Após esta longa — mas necessária e indiscutivelmente esclarecedora — resenha, atentemos na doutrina. Em minha opinião, o contributo mais importante que deu para a resolução do problema que nos interessa consistiu em acentuar a natureza transitória e não vinculativa dos motivos pelos quais o Parlamento foi excluído do número das instituições cujos actos são impugnáveis. Observou-se que, no sistema original dos Tratados CEE e CEEA, as únicas instituições competentes para a prática de actos com efeito jurídico eram o Conselho e a Comissão. É certo que o Parlamento podia obrigar os comissários a demitir-se, aprovando a moção prevista nos artigos 144.o CEE e 114.o CEEA, mas a natureza política desse acto sobrepunha-se de tal modo à sua natureza jurídica que era desaconselhável (ou inútil) conferir legitimidade passiva ao órgão competente para o adoptar.

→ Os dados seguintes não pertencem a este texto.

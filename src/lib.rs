//! AuditPilot: compliance maturity scorecard
//!
//! This library turns per-control evidence scores into weighted family
//! scores, an overall maturity score and level, and a prioritized list of
//! recommendations.

pub mod batch;
pub mod config;
pub mod engine;
pub mod error;
pub mod evidence;
pub mod reporter;
pub mod server;

pub use engine::{ScoringEngine, ScoringTables};
pub use error::{Error, Result};

use indexmap::IndexMap;
use serde::{Deserialize, Serialize};

/// Evidence for each control family, keyed by family id (e.g. "AC"), in
/// document order
pub type EvidenceByFamily = IndexMap<String, Vec<ControlEvidence>>;

/// Computed score per family id, in evidence order
pub type FamilyScoreMap = IndexMap<String, f64>;

/// Evidence for a single control, as supplied by the evidence analyzer
#[derive(Debug, Clone, PartialEq, Serialize, Deserialize)]
pub struct ControlEvidence {
    /// Unscaled score, expected in 0-100 (not validated)
    pub base_score: f64,
    /// Enhancement tier key; unknown keys score with multiplier 1.0
    pub enhancement: String,
}

impl ControlEvidence {
    pub fn new(base_score: f64, enhancement: impl Into<String>) -> Self {
        Self {
            base_score,
            enhancement: enhancement.into(),
        }
    }
}

/// How much AI-driven automation strengthens a control
#[derive(Debug, Clone, Copy, PartialEq, Eq, Hash, PartialOrd, Ord, Serialize, Deserialize)]
#[serde(rename_all = "lowercase")]
pub enum EnhancementTier {
    None,
    Moderate,
    Significant,
    Transformational,
}

impl EnhancementTier {
    /// All tiers, weakest first
    pub const ALL: [EnhancementTier; 4] = [
        EnhancementTier::None,
        EnhancementTier::Moderate,
        EnhancementTier::Significant,
        EnhancementTier::Transformational,
    ];

    pub fn as_str(self) -> &'static str {
        match self {
            EnhancementTier::None => "none",
            EnhancementTier::Moderate => "moderate",
            EnhancementTier::Significant => "significant",
            EnhancementTier::Transformational => "transformational",
        }
    }

    /// Exact (case-sensitive) key lookup
    pub fn from_key(key: &str) -> Option<Self> {
        Self::ALL.into_iter().find(|t| t.as_str() == key)
    }
}

impl std::fmt::Display for EnhancementTier {
    fn fmt(&self, f: &mut std::fmt::Formatter<'_>) -> std::fmt::Result {
        f.write_str(self.as_str())
    }
}

/// Banded classification of the overall score
#[derive(Debug, Clone, Copy, PartialEq, Eq, Hash, PartialOrd, Ord, Serialize, Deserialize)]
#[serde(rename_all = "lowercase")]
pub enum MaturityLevel {
    Basic,
    Developing,
    Mature,
    Advanced,
    /// No configured band contains the score
    Unknown,
}

impl MaturityLevel {
    pub fn as_str(self) -> &'static str {
        match self {
            MaturityLevel::Basic => "basic",
            MaturityLevel::Developing => "developing",
            MaturityLevel::Mature => "mature",
            MaturityLevel::Advanced => "advanced",
            MaturityLevel::Unknown => "unknown",
        }
    }
}

impl std::fmt::Display for MaturityLevel {
    fn fmt(&self, f: &mut std::fmt::Formatter<'_>) -> std::fmt::Result {
        f.write_str(self.as_str())
    }
}

/// The assessment report returned to the caller.
///
/// Field names are the wire contract with the reporting frontend.
#[derive(Debug, Clone, PartialEq, Serialize, Deserialize)]
pub struct AssessmentReport {
    /// ISO-8601 timestamp of when the report was generated
    pub assessment_date: String,
    /// Weighted overall score, rounded to 2 decimals
    pub overall_score: f64,
    pub maturity_level: MaturityLevel,
    /// Per-family scores for registered families, rounded to 2 decimals
    pub family_scores: FamilyScoreMap,
    /// Low-scoring families first, then the narrative block for the score band
    pub recommendations: Vec<String>,
}

/// Transparent result of scoring a single control
#[derive(Debug, Clone, PartialEq, Serialize, Deserialize)]
pub struct ControlScore {
    pub base_score: f64,
    pub enhancement: String,
    /// Multiplier actually applied (1.0 for unknown tiers)
    pub multiplier: f64,
    /// `min(base_score * multiplier, 100)`
    pub final_score: f64,
}
//! Batch assessment of evidence files

use crate::config::is_ignored;
use crate::evidence::{load_evidence, STDIN_PATH};
use crate::{AssessmentReport, MaturityLevel, ScoringEngine};
use anyhow::{Context, Result};
use globset::GlobSet;
use serde::Serialize;
use std::collections::BTreeMap;
use std::path::{Path, PathBuf};
use walkdir::WalkDir;

/// Batches larger than this are assessed in parallel by default
pub const PARALLEL_THRESHOLD: usize = 10;

/// Report for one evidence file
#[derive(Debug, Clone, Serialize)]
pub struct FileReport {
    pub file: PathBuf,
    pub report: AssessmentReport,
}

/// A file that could not be assessed
#[derive(Debug)]
pub struct FileFailure {
    pub file: PathBuf,
    pub error: crate::Error,
}

/// Summary over a batch of reports
#[derive(Debug, Clone, Serialize)]
pub struct AggregateStats {
    pub files_assessed: usize,
    pub average_score: f64,
    pub maturity_counts: BTreeMap<MaturityLevel, usize>,
    #[serde(skip_serializing_if = "Option::is_none")]
    pub lowest: Option<LowestFile>,
}

#[derive(Debug, Clone, Serialize)]
pub struct LowestFile {
    pub file: PathBuf,
    pub overall_score: f64,
}

/// Collect evidence files under a path. A file path (or `-`) is returned as is.
pub fn collect_evidence_files(
    path: &Path,
    ignore_set: Option<&GlobSet>,
    patterns: &[&str],
) -> Result<Vec<PathBuf>> {
    if path.as_os_str() == STDIN_PATH {
        return Ok(vec![path.to_path_buf()]);
    }

    if path.is_file() {
        if let Some(set) = ignore_set {
            if is_ignored(path, set) {
                return Ok(vec![]);
            }
        }
        return Ok(vec![path.to_path_buf()]);
    }

    if !path.is_dir() {
        anyhow::bail!("Path does not exist: {}", path.display());
    }

    let mut files = Vec::new();

    for entry in WalkDir::new(path)
        .follow_links(true)
        .into_iter()
        .filter_map(|e| e.ok())
    {
        let file_path = entry.path();
        if !entry.file_type().is_file() || !is_evidence_file(file_path, patterns) {
            continue;
        }
        if let Some(set) = ignore_set {
            if is_ignored(file_path, set) {
                continue;
            }
        }
        files.push(file_path.to_path_buf());
    }

    // Sort for consistent output
    files.sort();

    Ok(files)
}

/// Whether a file name matches one of the evidence suffixes. Config files
/// and dotfiles are never evidence.
pub fn is_evidence_file(path: &Path, patterns: &[&str]) -> bool {
    let Some(name) = path.file_name().and_then(|n| n.to_str()) else {
        return false;
    };
    if name.starts_with('.') {
        return false;
    }
    patterns.iter().any(|p| name.ends_with(p))
}

/// Assess a single evidence file
pub fn assess_file(engine: &ScoringEngine, file: &Path) -> crate::Result<FileReport> {
    let evidence = load_evidence(file)?;
    Ok(FileReport {
        file: file.to_path_buf(),
        report: engine.assess(&evidence),
    })
}

/// Assess files in order, collecting failures instead of stopping
pub fn assess_files_sequential(
    engine: &ScoringEngine,
    files: &[PathBuf],
) -> (Vec<FileReport>, Vec<FileFailure>) {
    let mut reports = Vec::new();
    let mut failures = Vec::new();
    for file in files {
        match assess_file(engine, file) {
            Ok(report) => reports.push(report),
            Err(error) => {
                tracing::debug!(file = %file.display(), %error, "failed to assess evidence");
                failures.push(FileFailure {
                    file: file.clone(),
                    error,
                });
            }
        }
    }
    (reports, failures)
}

/// Assess files in parallel; output keeps input order
pub fn assess_files_parallel(
    engine: &ScoringEngine,
    files: &[PathBuf],
) -> (Vec<FileReport>, Vec<FileFailure>) {
    use rayon::prelude::*;

    let outcomes: Vec<_> = files
        .par_iter()
        .map(|file| (file, assess_file(engine, file)))
        .collect();

    let mut reports = Vec::new();
    let mut failures = Vec::new();
    for (file, outcome) in outcomes {
        match outcome {
            Ok(report) => reports.push(report),
            Err(error) => {
                tracing::debug!(file = %file.display(), %error, "failed to assess evidence");
                failures.push(FileFailure {
                    file: file.clone(),
                    error,
                });
            }
        }
    }
    (reports, failures)
}

/// Configure the global rayon pool size
pub fn configure_threads(jobs: usize) -> Result<()> {
    rayon::ThreadPoolBuilder::new()
        .num_threads(jobs)
        .build_global()
        .context("Failed to configure thread pool")
}

/// Summarize a batch of reports
pub fn aggregate_stats(reports: &[FileReport]) -> AggregateStats {
    let files_assessed = reports.len();
    let average_score = if files_assessed == 0 {
        0.0
    } else {
        let total: f64 = reports.iter().map(|r| r.report.overall_score).sum();
        crate::engine::round2(total / files_assessed as f64)
    };

    let mut maturity_counts = BTreeMap::new();
    for r in reports {
        *maturity_counts.entry(r.report.maturity_level).or_insert(0) += 1;
    }

    let lowest = reports
        .iter()
        .min_by(|a, b| a.report.overall_score.total_cmp(&b.report.overall_score))
        .map(|r| LowestFile {
            file: r.file.clone(),
            overall_score: r.report.overall_score,
        });

    AggregateStats {
        files_assessed,
        average_score,
        maturity_counts,
        lowest,
    }
}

Houve, todavia, alterações posteriores, particularmente no respeitante ao orçamento. De facto, até 1975, o orçamento era aprovado por decisão do Conselho, ou seja, por meio de um acto sem dúvida impugnável. Hoje, o orçamento é adoptado em conjunto pelo Conselho e pelo Parlamento. Poderá concluir-se daí que os actos a ele referentes estão subtraídos à apreciação do Tribunal? De modo algum. Antes pelo contrário: a alteração introduzida no processo de aprovação do orçamento é o facto que — mais do que qualquer outro — demonstra a obsolescência do motivo que levou os autores do Tratado a redigir o artigo 173.o sem mencionar o Parlamento. Por outro lado, como se viu, essa exclusão não foi deliberada; não decorreu, por exemplo, da natureza da instituição. Foi antes consequência implícita das funções em grande parte formais que na altura lhe foram cometidas. De facto, se me é permitida uma metáfora processual, derivou da presunção de que a fiscalização judicial dos seus actos seria supérflua. Mas é nítido que a presunção desaparece quando a fiscalização se revela indispensável e quando, além disso, a manutenção dessa presunção compromete a própria ideia da legalidade no sistema comunitário.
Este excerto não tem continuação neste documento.